PBS and local member stations receive significant government funding from the Corporation for Public Broadcasting, something President Donald Trump has proposed ending in his budget.

Kerger said the political climate is a bit different now, but PBS has been threatened with budget cuts before and always has had good support on both sides of the aisle. That’s true in Congress, where the budget is actually passed, and among viewers, she said.

“We score very high marks across Democrats, independents and Republicans,” she said.

Federal funding largely goes directly to member stations. Across the PBS system, it makes up about 15 percent of their funding, but that number is much greater for smaller and more rural stations. For some Alaska affiliates, government funding is about 60 percent of their budgets.

“What it really translated into is service into communities and particularly rural communities,” she said. PBS estimates 86 stations would be at risk of going off the air without that funding.

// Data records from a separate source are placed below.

//! Seeded stand-in for the exchange-rate API.

use std::sync::atomic::{AtomicBool, AtomicU64, Ordering};
use std::time::Duration;

use async_trait::async_trait;
use fxrefresh_common::{now, Currency, CurrencyPair};
use fxrefresh_provider::{ProviderError, ProviderRate, ProviderResult, RateProvider};
use rand::rngs::StdRng;
use rand::{Rng, SeedableRng};
use rust_decimal::Decimal;
use tokio::sync::Mutex;
use tracing::debug;

/// Simulated provider behavior.
#[derive(Debug, Clone)]
pub struct SimulatedProviderConfig {
    /// Lower bound of the per-call latency.
    pub min_latency: Duration,
    /// Upper bound of the per-call latency.
    pub max_latency: Duration,
    /// Probability in `[0, 1]` that a call fails.
    pub failure_rate: f64,
}

impl Default for SimulatedProviderConfig {
    fn default() -> Self {
        Self {
            min_latency: Duration::from_millis(20),
            max_latency: Duration::from_millis(120),
            failure_rate: 0.05,
        }
    }
}

/// Rate provider with random latency, random failures and an outage switch.
pub struct SimulatedProvider {
    config: SimulatedProviderConfig,
    currencies: Vec<Currency>,
    rng: Mutex<StdRng>,
    outage: AtomicBool,
    calls: AtomicU64,
}

impl SimulatedProvider {
    /// Create a provider pricing `currencies`. The same seed replays the
    /// same latencies, rates and failures.
    pub fn new(config: SimulatedProviderConfig, currencies: Vec<Currency>, seed: Option<u64>) -> Self {
        let rng = match seed {
            Some(s) => StdRng::seed_from_u64(s),
            None => StdRng::from_entropy(),
        };

        Self {
            config,
            currencies,
            rng: Mutex::new(rng),
            outage: AtomicBool::new(false),
            calls: AtomicU64::new(0),
        }
    }

    /// Fail every call while `active`.
    pub fn set_outage(&self, active: bool) {
        self.outage.store(active, Ordering::SeqCst);
    }

    pub fn is_in_outage(&self) -> bool {
        self.outage.load(Ordering::SeqCst)
    }

    /// Calls made so far.
    pub fn calls(&self) -> u64 {
        self.calls.load(Ordering::SeqCst)
    }

    fn knows(&self, currency: &Currency) -> bool {
        self.currencies.contains(currency)
    }
}

#[async_trait]
impl RateProvider for SimulatedProvider {
    fn name(&self) -> &str {
        "simulated"
    }

    async fn get_latest_rate(&self, pair: &CurrencyPair) -> ProviderResult<ProviderRate> {
        self.calls.fetch_add(1, Ordering::SeqCst);

        let (latency, roll, micros) = {
            let mut rng = self.rng.lock().await;
            let min = self.config.min_latency.as_millis() as u64;
            let max = (self.config.max_latency.as_millis() as u64).max(min);
            (
                Duration::from_millis(rng.gen_range(min..=max)),
                rng.gen::<f64>(),
                rng.gen_range(500_000i64..2_000_000),
            )
        };

        tokio::time::sleep(latency).await;

        if self.is_in_outage() {
            return Err(ProviderError::Transport("simulated outage".into()));
        }

        if roll < self.config.failure_rate {
            debug!(pair = %pair, "Injecting provider failure");
            return Err(ProviderError::MaxRequestsReached(
                "simulated rate limit".into(),
            ));
        }

        if !self.knows(&pair.base) {
            return Err(ProviderError::UnsupportedBaseCurrency(pair.base.to_string()));
        }
        if !self.knows(&pair.secondary) {
            return Err(ProviderError::UnsupportedTargetCurrency(
                pair.secondary.to_string(),
            ));
        }

        Ok(ProviderRate {
            pair: pair.clone(),
            value: Decimal::new(micros, 6),
            quoted_at: now(),
            source: self.name().to_string(),
        })
    }

    async fn supported_currencies(&self) -> ProviderResult<Vec<Currency>> {
        if self.is_in_outage() {
            return Err(ProviderError::Transport("simulated outage".into()));
        }
        Ok(self.currencies.clone())
    }
}

#[cfg(test)]
mod tests {
    use super::*;

    fn create_test_provider(failure_rate: f64, seed: u64) -> SimulatedProvider {
        SimulatedProvider::new(
            SimulatedProviderConfig {
                min_latency: Duration::ZERO,
                max_latency: Duration::from_millis(2),
                failure_rate,
            },
            vec![Currency::eur(), Currency::usd()],
            Some(seed),
        )
    }

    fn eur_usd() -> CurrencyPair {
        CurrencyPair::new(Currency::eur(), Currency::usd())
    }

    #[tokio::test]
    async fn test_rates_in_range() {
        let provider = create_test_provider(0.0, 7);

        for _ in 0..10 {
            let rate = provider.get_latest_rate(&eur_usd()).await.unwrap();
            assert!(rate.value >= Decimal::new(5, 1));
            assert!(rate.value < Decimal::from(2));
            assert_eq!(rate.source, "simulated");
        }
        assert_eq!(provider.calls(), 10);
    }

    #[tokio::test]
    async fn test_same_seed_same_rates() {
        let first = create_test_provider(0.0, 42);
        let second = create_test_provider(0.0, 42);

        for _ in 0..5 {
            let a = first.get_latest_rate(&eur_usd()).await.unwrap();
            let b = second.get_latest_rate(&eur_usd()).await.unwrap();
            assert_eq!(a.value, b.value);
        }
    }

    #[tokio::test]
    async fn test_failure_rate_one_always_fails() {
        let provider = create_test_provider(1.0, 1);
        let err = provider.get_latest_rate(&eur_usd()).await.unwrap_err();
        assert_eq!(err.kind(), "max_requests_reached");
    }

    #[tokio::test]
    async fn test_outage_toggle() {
        let provider = create_test_provider(0.0, 3);

        provider.set_outage(true);
        assert!(matches!(
            provider.get_latest_rate(&eur_usd()).await,
            Err(ProviderError::Transport(_))
        ));
        assert!(provider.supported_currencies().await.is_err());

        provider.set_outage(false);
        assert!(provider.get_latest_rate(&eur_usd()).await.is_ok());
    }

    #[tokio::test]
    async fn test_unknown_currency() {
        let provider = create_test_provider(0.0, 5);
        let pair = CurrencyPair::new(Currency::eur(), Currency::new("XAU"));

        assert_eq!(
            provider.get_latest_rate(&pair).await.unwrap_err(),
            ProviderError::UnsupportedTargetCurrency("XAU".into())
        );
    }
}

Spokane gets about 18 percent of its funding from the federal government, Stokes said.

About a year ago, “Sesame Street,” which is created by an independent nonprofit, decided to air new episodes on HBO while providing older episodes to air on PBS.

Kerger said the decision caused some concern, but it seems to be working well for them. New characters, like the autistic Muppet, Julia, who recently debuted, have been available on both platforms, she said.

This fall, PBS will air a Ken Burns documentary series on the Vietnam War, exploring the experiences of soldiers, Vietnamese people in both halves of the country and the anti-war movement in the U.S. An exhibit of the Wall that Heals, a Vietnam veterans memorial, will be in Spokane in August in conjunction with the new series.

Moving forward, PBS is expanding its focus on children. In January, they launched a 24-hour kids’ channel, PBS Kids. It’s available in Spokane only on Comcast channel 19 for now, but Stokes said the goal is to make it more widely available.

Kerger said data showed kids watch TV most during prime time and on the weekends, but those times were usually set aside for adult programming. Having dedicated programs for kids all day allows PBS to reach more children.

Children’s shows are developed to improve literacy, math and science abilities and emotional skills, especially for children who “might be in homes without books or computers,” Kerger said.

The channel is on 24 hours a day because of feedback from children’s hospitals and other institutions where children might be awake in the middle of the night. Over the years, Kerger has heard that there’s nothing on TV for children then and she wanted to fill the gap.

“I don’t care if I’m only reaching a small number of children in the overnights, if I know that we’re making a difference of some kids’ lives. To me, that’s mission,” she said.